_TASK DETAILS_
Transcribe every record below word for word.

━━ PROVIDED DATA

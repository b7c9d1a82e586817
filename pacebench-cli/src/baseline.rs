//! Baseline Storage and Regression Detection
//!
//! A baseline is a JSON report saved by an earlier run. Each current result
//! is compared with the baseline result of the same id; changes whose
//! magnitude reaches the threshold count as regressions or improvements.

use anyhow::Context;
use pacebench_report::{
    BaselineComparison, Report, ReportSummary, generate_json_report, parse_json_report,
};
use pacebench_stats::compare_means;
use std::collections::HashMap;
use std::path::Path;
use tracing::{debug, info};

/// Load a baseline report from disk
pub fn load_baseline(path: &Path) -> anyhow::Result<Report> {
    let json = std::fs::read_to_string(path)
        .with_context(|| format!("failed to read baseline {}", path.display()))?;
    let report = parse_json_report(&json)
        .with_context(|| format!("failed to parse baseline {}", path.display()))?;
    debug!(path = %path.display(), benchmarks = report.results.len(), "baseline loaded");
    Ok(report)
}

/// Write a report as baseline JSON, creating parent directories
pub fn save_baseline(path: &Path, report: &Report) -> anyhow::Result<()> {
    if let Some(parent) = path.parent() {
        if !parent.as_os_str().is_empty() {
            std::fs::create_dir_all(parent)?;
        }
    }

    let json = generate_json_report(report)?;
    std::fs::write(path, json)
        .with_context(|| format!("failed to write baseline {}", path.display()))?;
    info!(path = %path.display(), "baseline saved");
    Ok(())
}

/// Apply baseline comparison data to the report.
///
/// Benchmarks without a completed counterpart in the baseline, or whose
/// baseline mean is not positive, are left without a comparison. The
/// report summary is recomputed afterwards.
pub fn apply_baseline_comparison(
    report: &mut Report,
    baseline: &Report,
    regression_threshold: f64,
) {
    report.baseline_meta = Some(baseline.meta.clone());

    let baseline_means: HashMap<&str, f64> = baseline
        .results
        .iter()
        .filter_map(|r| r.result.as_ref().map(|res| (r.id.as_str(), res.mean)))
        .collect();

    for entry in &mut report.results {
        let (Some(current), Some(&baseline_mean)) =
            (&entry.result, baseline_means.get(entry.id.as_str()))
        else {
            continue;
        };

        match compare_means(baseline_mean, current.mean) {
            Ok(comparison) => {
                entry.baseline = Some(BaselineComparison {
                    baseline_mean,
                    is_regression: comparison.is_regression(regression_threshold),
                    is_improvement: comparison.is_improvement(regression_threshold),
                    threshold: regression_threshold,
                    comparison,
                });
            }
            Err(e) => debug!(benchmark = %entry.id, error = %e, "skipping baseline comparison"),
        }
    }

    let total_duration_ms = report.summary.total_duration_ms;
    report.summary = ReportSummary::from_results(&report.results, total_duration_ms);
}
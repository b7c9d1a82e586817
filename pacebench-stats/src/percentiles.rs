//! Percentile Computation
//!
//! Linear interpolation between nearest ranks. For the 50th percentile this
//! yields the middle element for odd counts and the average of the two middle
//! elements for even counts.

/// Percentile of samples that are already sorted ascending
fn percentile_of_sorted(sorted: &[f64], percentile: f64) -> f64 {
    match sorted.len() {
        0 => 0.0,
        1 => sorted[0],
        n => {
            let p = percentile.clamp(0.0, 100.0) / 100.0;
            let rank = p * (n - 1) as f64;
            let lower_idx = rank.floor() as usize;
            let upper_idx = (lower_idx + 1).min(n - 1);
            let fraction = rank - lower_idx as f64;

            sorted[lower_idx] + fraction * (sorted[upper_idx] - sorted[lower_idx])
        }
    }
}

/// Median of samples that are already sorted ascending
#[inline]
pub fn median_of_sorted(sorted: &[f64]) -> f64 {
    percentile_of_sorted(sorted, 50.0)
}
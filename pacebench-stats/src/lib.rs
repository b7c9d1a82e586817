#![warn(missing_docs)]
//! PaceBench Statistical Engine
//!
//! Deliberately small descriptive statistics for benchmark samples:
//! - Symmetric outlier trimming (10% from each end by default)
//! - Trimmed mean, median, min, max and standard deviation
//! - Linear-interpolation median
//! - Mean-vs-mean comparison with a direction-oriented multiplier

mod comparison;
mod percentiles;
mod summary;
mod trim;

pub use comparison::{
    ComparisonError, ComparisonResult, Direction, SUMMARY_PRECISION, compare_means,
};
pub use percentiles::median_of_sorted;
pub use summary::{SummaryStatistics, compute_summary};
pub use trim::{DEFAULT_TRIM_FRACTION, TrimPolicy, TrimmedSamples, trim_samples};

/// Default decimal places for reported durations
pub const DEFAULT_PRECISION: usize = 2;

━━━━

_YOUR SOLUTION_
repository b7c9d1a82e586817
filename pacebench-cli/src/baseline.rs
//! Baseline Storage and Regression Detection
//!
//! A baseline is a JSON report saved by an earlier run. Each current result
//! is compared with the baseline result of the same id; changes whose
//! magnitude reaches the threshold count as regressions or improvements.

use anyhow::Context;
use pacebench_report::{
    BaselineComparison, Report, ReportSummary, generate_json_report, parse_json_report,
};
use pacebench_stats::compare_means;
use std::collections::HashMap;
use std::path::Path;
use tracing::{debug, info};

/// Load a baseline report from disk
pub fn load_baseline(path: &Path) -> anyhow::Result<Report> {
    let json = std::fs::read_to_string(path)
        .with_context(|| format!("failed to read baseline {}", path.display()))?;
    let report = parse_json_report(&json)
        .with_context(|| format!("failed to parse baseline {}", path.display()))?;
    debug!(path = %path.display(), benchmarks = report.results.len(), "baseline loaded");
    Ok(report)
}

/// Write a report as baseline JSON, creating parent directories
pub fn save_baseline(path: &Path, report: &Report) -> anyhow::Result<()> {
    if let Some(parent) = path.parent() {
        if !parent.as_os_str().is_empty() {
            std::fs::create_dir_all(parent)?;
        }
    }

    let json = generate_json_report(report)?;
    std::fs::write(path, json)
        .with_context(|| format!("failed to write baseline {}", path.display()))?;
    info!(path = %path.display(), "baseline saved");
    Ok(())
}

/// Apply baseline comparison data to the report.
///
/// Benchmarks without a completed counterpart in the baseline, or whose
/// baseline mean is not positive, are left without a comparison. The
/// report summary is recomputed afterwards.
pub fn apply_baseline_comparison(
    report: &mut Report,
    baseline: &Report,
    regression_threshold: f64,
) {
    report.baseline_meta = Some(baseline.meta.clone());

    let baseline_means: HashMap<&str, f64> = baseline
        .results
        .iter()
        .filter_map(|r| r.result.as_ref().map(|res| (r.id.as_str(), res.mean)))
        .collect();

    for entry in &mut report.results {
        let (Some(current), Some(&baseline_mean)) =
            (&entry.result, baseline_means.get(entry.id.as_str()))
        else {
            continue;
        };

        match compare_means(baseline_mean, current.mean) {
            Ok(comparison) => {
                entry.baseline = Some(BaselineComparison {
                    baseline_mean,
                    is_regression: comparison.is_regression(regression_threshold),
                    is_improvement: comparison.is_improvement(regression_threshold),
                    threshold: regression_threshold,
                    comparison,
                });
            }
            Err(e) => debug!(benchmark = %entry.id, error = %e, "skipping baseline comparison"),
        }
    }

    let total_duration_ms = report.summary.total_duration_ms;
    report.summary = ReportSummary::from_results(&report.results, total_duration_ms);
}
repository b7c9d1a82e586817
filename pacebench-stats/src/percentiles.rs
//! Percentile Computation
//!
//! Linear interpolation between nearest ranks. For the 50th percentile this
//! yields the middle element for odd counts and the average of the two middle
//! elements for even counts.

/// Percentile of samples that are already sorted ascending
fn percentile_of_sorted(sorted: &[f64], percentile: f64) -> f64 {
    match sorted.len() {
        0 => 0.0,
        1 => sorted[0],
        n => {
            let p = percentile.clamp(0.0, 100.0) / 100.0;
            let rank = p * (n - 1) as f64;
            let lower_idx = rank.floor() as usize;
            let upper_idx = (lower_idx + 1).min(n - 1);
            let fraction = rank - lower_idx as f64;

            sorted[lower_idx] + fraction * (sorted[upper_idx] - sorted[lower_idx])
        }
    }
}

/// Median of samples that are already sorted ascending
#[inline]
pub fn median_of_sorted(sorted: &[f64]) -> f64 {
    percentile_of_sorted(sorted, 50.0)
}
filename pacebench-stats/src/lib.rs
repository b7c9d1a82e586817
#![warn(missing_docs)]
//! PaceBench Statistical Engine
//!
//! Deliberately small descriptive statistics for benchmark samples:
//! - Symmetric outlier trimming (10% from each end by default)
//! - Trimmed mean, median, min, max and standard deviation
//! - Linear-interpolation median
//! - Mean-vs-mean comparison with a direction-oriented multiplier

mod comparison;
mod percentiles;
mod summary;
mod trim;

pub use comparison::{
    ComparisonError, ComparisonResult, Direction, SUMMARY_PRECISION, compare_means,
};
pub use percentiles::median_of_sorted;
pub use summary::{SummaryStatistics, compute_summary};
pub use trim::{DEFAULT_TRIM_FRACTION, TrimPolicy, TrimmedSamples, trim_samples};

/// Default decimal places for reported durations
pub const DEFAULT_PRECISION: usize = 2;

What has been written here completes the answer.